Questioning Why We Stigmatize Servicemen/Women With PTSD

Apologies for the graphic images, but please go w me on this.


We just passed Memorial Day, where we honored those we’ve lost serving our country. We’ve also lost far too many to MH complications once they’ve come back from service. That’s not news. Estimates are close to 22 vets we lose to suicide EVERY day.  Likely more when you consider homelessness & all the complications that come w that predicament.


Bc my diagnosis was PTSD, I have a soft place in my 💚 for servicemen/women & how they’re treated by society.  Although We’re All A Little “Crazy” focuses on MH from all angles, as does The #SameHere Movement, I’m personally committed to helping change the narrative w respect to how we as a society unfairly talk abt vets returning w PTSD: as “misfits,” “damaged,” and even “incapable of assimilating back.” These are all terms I’ve heard others use in casual convo, not knowing how my condition & symptoms closely mirrored those they were discussing.


The pic on the right is of my ankle from abt a month & 1/2 ago after I twisted it playing basketball on a freak play (Chamique Holdsclaw was there to see & make fun of me). Turns out (only took me a month to go to a doc ;)), I tore ligaments right off the bone.

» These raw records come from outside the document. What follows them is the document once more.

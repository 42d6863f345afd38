use tracing_subscriber::EnvFilter;

/// Directives used when `RUST_LOG` is not set.
pub const DEFAULT_FILTER: &str = "info,strata_sync=debug";

/// Install the global `tracing` subscriber.
///
/// Honours `RUST_LOG` and falls back to [`DEFAULT_FILTER`]. Calling this more
/// than once is harmless, which keeps test binaries simple.
pub fn init() {
    let _ = try_init();
}

/// Like [`init`], but reports whether this call installed the subscriber.
pub fn try_init() -> bool {
    let filter =
        EnvFilter::try_from_default_env().unwrap_or_else(|_| EnvFilter::new(DEFAULT_FILTER));
    tracing_subscriber::fmt()
        .with_env_filter(filter)
        .try_init()
        .is_ok()
}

Now, seriously ask urself this question: if you saw me limping on an ankle like that after a one-time, “major” twist like what I just described…would you think any differently of my injury if instead I’d “tweaked” my ankle five-six minor times over a few yrs, & ended up having one semi-bad twist, that landed me w the same tear that happened in the pic above? That question is rhetorical. Whether one major event, or a collection of smaller ones, if my ankle looked like that, & you saw me limping, you’d offer the same support.


Why then do we treat our military who come back from service, so differently just bc they’ve seen one-two MAJOR catastrophes in front of them that “shocked” their system than we do everyday folks who experience smaller cumulative traumas that ultimately put them in the same spot functionally as those servicemen/women? It’s not right & it’s time we change perspective. Trauma hits us all – same continuum, just diff places on it. We are the same!